Miras a tu alrededor y te das cuenta de que estás sentado en la sala de espera junto a varios pacientes que están volviendo en sí poco a poco. Te das cuenta entonces de que las puertas de la sala solo se pueden abrir desde fuera.

Miras también en el despacho del dentista, donde ves una pesada puerta metálica con un cierre de combinación. El teléfono suena de repente. Lo coges y oyes: “Escuche con atención. No hay mucho tiempo. Soy la secretaria del Dr. Siènski. He presenciado sus experimentos durante bastante tiempo. Está experimentando con rayos X en pacientes.
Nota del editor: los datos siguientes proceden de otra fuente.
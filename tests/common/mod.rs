//! Shared fixtures for integration tests.

#![allow(dead_code)]

use std::sync::Arc;

use axum::Router;
use sqlx::SqlitePool;
use yatube::{
    application::{
        feed::FeedService,
        posts::{PostInput, PostService},
        repos::{
            CommentsRepo, CreateGroupParams, CreateUserParams, FollowsRepo, GroupsRepo, PostsRepo,
            PostsWriteRepo, UsersRepo,
        },
        subscriptions::SubscriptionService,
    },
    cache::{CacheConfig, CacheTrigger, FeedCache},
    config::AuthSettings,
    domain::entities::{GroupRecord, PostRecord, UserRecord},
    infra::{
        db::SqliteRepositories,
        http::{HttpState, build_router},
    },
};

pub const PAGE_SIZE: u32 = 10;
pub const USER_HEADER: &str = "x-yatube-user";

pub struct TestApp {
    pub repos: Arc<SqliteRepositories>,
    pub cache: Arc<FeedCache>,
    pub feed: Arc<FeedService>,
    pub posts: Arc<PostService>,
    pub subscriptions: Arc<SubscriptionService>,
    pub state: HttpState,
}

impl TestApp {
    pub fn new(pool: SqlitePool) -> Self {
        Self::with_cache(pool, CacheConfig::default())
    }

    pub fn with_cache(pool: SqlitePool, config: CacheConfig) -> Self {
        let repos = Arc::new(SqliteRepositories::new(pool));
        let posts_repo: Arc<dyn PostsRepo> = repos.clone();
        let posts_write_repo: Arc<dyn PostsWriteRepo> = repos.clone();
        let users_repo: Arc<dyn UsersRepo> = repos.clone();
        let groups_repo: Arc<dyn GroupsRepo> = repos.clone();
        let comments_repo: Arc<dyn CommentsRepo> = repos.clone();
        let follows_repo: Arc<dyn FollowsRepo> = repos.clone();

        let cache = Arc::new(FeedCache::new(&config));
        let trigger = CacheTrigger::new(cache.clone());

        let feed = Arc::new(FeedService::new(
            posts_repo.clone(),
            users_repo.clone(),
            groups_repo.clone(),
            follows_repo.clone(),
            cache.clone(),
            PAGE_SIZE,
        ));
        let posts = Arc::new(PostService::new(
            posts_repo,
            posts_write_repo,
            groups_repo,
            comments_repo,
            follows_repo.clone(),
            trigger.clone(),
        ));
        let subscriptions = Arc::new(SubscriptionService::new(
            follows_repo,
            users_repo.clone(),
            trigger,
        ));

        let state = HttpState {
            feed: feed.clone(),
            posts: posts.clone(),
            subscriptions: subscriptions.clone(),
            users: users_repo,
            db: repos.clone(),
            auth: Arc::new(AuthSettings {
                user_header: USER_HEADER.to_string(),
                login_url: "/auth/login/".to_string(),
            }),
        };

        Self {
            repos,
            cache,
            feed,
            posts,
            subscriptions,
            state,
        }
    }

    pub fn router(&self) -> Router {
        build_router(self.state.clone())
    }

    pub async fn user(&self, username: &str) -> UserRecord {
        self.repos
            .create_user(CreateUserParams {
                username: username.to_string(),
                first_name: String::new(),
                last_name: String::new(),
            })
            .await
            .expect("user should be created")
    }

    pub async fn group(&self, title: &str, slug: &str) -> GroupRecord {
        self.repos
            .create_group(CreateGroupParams {
                title: title.to_string(),
                slug: slug.to_string(),
                description: "Test description".to_string(),
            })
            .await
            .expect("group should be created")
    }

    pub async fn post(&self, author: &UserRecord, text: &str, group: Option<&str>) -> PostRecord {
        self.posts
            .create_post(
                author,
                PostInput {
                    text: text.to_string(),
                    group_slug: group.map(str::to_string),
                    image: None,
                },
            )
            .await
            .expect("post should be created")
    }
}
//! Cache key definitions.
//!
//! Every cached page is addressed by the feed it belongs to (`ScopeKey`) and
//! its page number. Invalidation works on whole scopes so that every page of
//! an affected feed is dropped together.

use std::fmt;

use uuid::Uuid;

/// Identifies one feed.
#[derive(Debug, Clone, PartialEq, Eq, Hash)]
pub enum ScopeKey {
    /// The global feed on the home page.
    Index,
    /// Posts of one group, by slug.
    Group(String),
    /// Posts of one author, by username.
    Author(String),
    /// Posts of every author one user follows, by follower id.
    Follow(Uuid),
}

impl ScopeKey {
    /// Short, stable name of the scope kind for metrics labels.
    pub fn kind(&self) -> &'static str {
        match self {
            ScopeKey::Index => "index",
            ScopeKey::Group(_) => "group",
            ScopeKey::Author(_) => "author",
            ScopeKey::Follow(_) => "follow",
        }
    }
}

impl fmt::Display for ScopeKey {
    fn fmt(&self, f: &mut fmt::Formatter<'_>) -> fmt::Result {
        match self {
            ScopeKey::Index => f.write_str("index"),
            ScopeKey::Group(slug) => write!(f, "{slug}-posts"),
            ScopeKey::Author(username) => write!(f, "author-{username}"),
            ScopeKey::Follow(user_id) => write!(f, "follows-{user_id}"),
        }
    }
}

/// One cached page of one feed.
#[derive(Debug, Clone, PartialEq, Eq, Hash)]
pub struct FeedKey {
    pub scope: ScopeKey,
    pub page: u32,
}

impl FeedKey {
    pub fn new(scope: ScopeKey, page: u32) -> Self {
        Self {
            scope,
            page: page.max(1),
        }
    }

    pub fn index(page: u32) -> Self {
        Self::new(ScopeKey::Index, page)
    }

    pub fn group(slug: impl Into<String>, page: u32) -> Self {
        Self::new(ScopeKey::Group(slug.into()), page)
    }

    pub fn author(username: impl Into<String>, page: u32) -> Self {
        Self::new(ScopeKey::Author(username.into()), page)
    }

    pub fn follow(user_id: Uuid, page: u32) -> Self {
        Self::new(ScopeKey::Follow(user_id), page)
    }
}

impl fmt::Display for FeedKey {
    fn fmt(&self, f: &mut fmt::Formatter<'_>) -> fmt::Result {
        write!(f, "{}:{}", self.scope, self.page)
    }
}
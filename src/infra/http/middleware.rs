use std::sync::Arc;
use std::time::Instant;

use axum::{body::Body, extract::State, http::Request, middleware::Next, response::Response};
use tracing::{error, warn};
use uuid::Uuid;

use crate::application::error::ErrorReport;
use crate::config::AuthSettings;

use super::auth::claimed_username;

/// Who asked for what, carried from the request into the response logs.
#[derive(Debug, Clone)]
pub struct RequestContext {
    pub request_id: String,
    /// Username from the proxy header, before it is looked up.
    pub claimed_user: Option<String>,
    pub page: &'static str,
}

impl RequestContext {
    fn new(path: &str, claimed_user: Option<String>) -> Self {
        Self {
            request_id: Uuid::new_v4().to_string(),
            claimed_user,
            page: page_kind(path),
        }
    }

    fn viewer(&self) -> &str {
        self.claimed_user.as_deref().unwrap_or("anonymous")
    }
}

/// Page family of a request path, used to group log lines.
pub(super) fn page_kind(path: &str) -> &'static str {
    let segments: Vec<&str> = path.split('/').filter(|part| !part.is_empty()).collect();
    match segments.as_slice() {
        [] => "index",
        ["group", _] => "group",
        ["profile", _] => "profile",
        ["profile", _, "follow" | "unfollow"] => "subscription",
        ["posts", _] => "post",
        ["posts", _, "edit"] => "post_edit",
        ["posts", _, "delete"] => "post_delete",
        ["posts", _, "comment"] => "comment",
        ["create"] => "post_create",
        ["follow"] => "follow",
        ["_health", "db"] => "health",
        _ => "unknown",
    }
}

pub async fn set_request_context(
    State(auth): State<Arc<AuthSettings>>,
    mut request: Request<Body>,
    next: Next,
) -> Response {
    let claimed_user =
        claimed_username(request.headers(), &auth.user_header).map(str::to_string);
    let ctx = RequestContext::new(request.uri().path(), claimed_user);
    request.extensions_mut().insert(ctx.clone());

    let mut response = next.run(request).await;
    response.extensions_mut().insert(ctx);
    response
}

/// Logs every failed response together with the `ErrorReport` its handler attached.
pub async fn log_responses(request: Request<Body>, next: Next) -> Response {
    let method = request.method().clone();
    let uri = request.uri().clone();
    let start = Instant::now();

    let ctx = request
        .extensions()
        .get::<RequestContext>()
        .cloned()
        .unwrap_or_else(|| RequestContext::new(uri.path(), None));

    let mut response = next.run(request).await;
    let status = response.status();

    if status.is_client_error() || status.is_server_error() {
        let elapsed_ms = start.elapsed().as_millis();
        let report = response.extensions_mut().remove::<ErrorReport>();
        let (source, messages) = match report {
            Some(report) => (report.source, report.messages),
            None => ("unknown", Vec::new()),
        };
        let detail = messages
            .first()
            .cloned()
            .unwrap_or_else(|| "no diagnostic available".to_string());

        if status.is_server_error() {
            error!(
                target = "yatube::http::response",
                status = status.as_u16(),
                method = %method,
                page = ctx.page,
                path = %uri.path(),
                viewer = ctx.viewer(),
                elapsed_ms = elapsed_ms,
                source = source,
                detail = %detail,
                chain = ?messages,
                request_id = %ctx.request_id,
                "request failed",
            );
        } else {
            warn!(
                target = "yatube::http::response",
                status = status.as_u16(),
                method = %method,
                page = ctx.page,
                path = %uri.path(),
                viewer = ctx.viewer(),
                elapsed_ms = elapsed_ms,
                source = source,
                detail = %detail,
                request_id = %ctx.request_id,
                "client request error",
            );
        }
    }

    response
}

#[cfg(test)]
mod tests {
    use axum::{Extension, Router, routing::get};
    use http_body_util::BodyExt;
    use tower::ServiceExt;

    use super::*;

    #[test]
    fn paths_map_to_page_families() {
        assert_eq!(page_kind("/"), "index");
        assert_eq!(page_kind("/group/cats/"), "group");
        assert_eq!(page_kind("/profile/leo/"), "profile");
        assert_eq!(page_kind("/profile/leo/unfollow/"), "subscription");
        assert_eq!(page_kind("/posts/42/"), "post");
        assert_eq!(page_kind("/posts/42/comment/"), "comment");
        assert_eq!(page_kind("/follow/"), "follow");
        assert_eq!(page_kind("/unexisting_page/"), "unknown");
    }

    async fn echo_context(Extension(ctx): Extension<RequestContext>) -> String {
        format!("{}:{}", ctx.page, ctx.viewer())
    }

    async fn context_for(request: Request<Body>) -> String {
        let auth = Arc::new(AuthSettings {
            user_header: "x-yatube-user".to_string(),
            login_url: "/auth/login/".to_string(),
        });
        let app = Router::new()
            .route("/profile/{username}/", get(echo_context))
            .layer(axum::middleware::from_fn_with_state(
                auth,
                set_request_context,
            ));

        let response = app.oneshot(request).await.expect("response");
        let body = response.into_body().collect().await.expect("body");
        String::from_utf8(body.to_bytes().to_vec()).expect("utf-8 body")
    }

    #[tokio::test]
    async fn context_carries_claimed_user() {
        let request = Request::builder()
            .uri("/profile/leo/")
            .header("x-yatube-user", " leo ")
            .body(Body::empty())
            .expect("request");

        assert_eq!(context_for(request).await, "profile:leo");
    }

    #[tokio::test]
    async fn missing_header_is_anonymous() {
        let request = Request::builder()
            .uri("/profile/leo/")
            .body(Body::empty())
            .expect("request");

        assert_eq!(context_for(request).await, "profile:anonymous");
    }
}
Al principio todo parecía ir bien. Pero entonces, algunos pacientes empezaron a perder los dientes y el cabello, y cayeron enfermos. No hemos vuelto a ver a algunos de ellos desde hace tiempo...

Podrían perfectamente haber muerto. “No me atrevo a ir a la policía porque el hermano del Dr. Siènski trabaja allí y podría reconocerme. Pero puedo ayudarlos a escapar y a encontrar pruebas antes de que empiece de nuevo con los experimentos de hoy. Primero deben abrir su archivador. Él cambia la combinación cada día. Está relacionada con el orden de los pacientes del día. Es todo lo que sé. Encontrarán pruebas de las sospechosas prácticas del Dr. Siènski, así como el código de acceso a la sala de tratamiento “especial”.

Él volverá en una hora y llenará la sala de espera con N2O (gas hilarante). Para evitarlo, deben cerrar la fuente principal en su sala de tratamiento “especial”. Si lo consiguen, podrán dominarlo cuando entre. Debo colgar ahora. ¡Buena suerte!”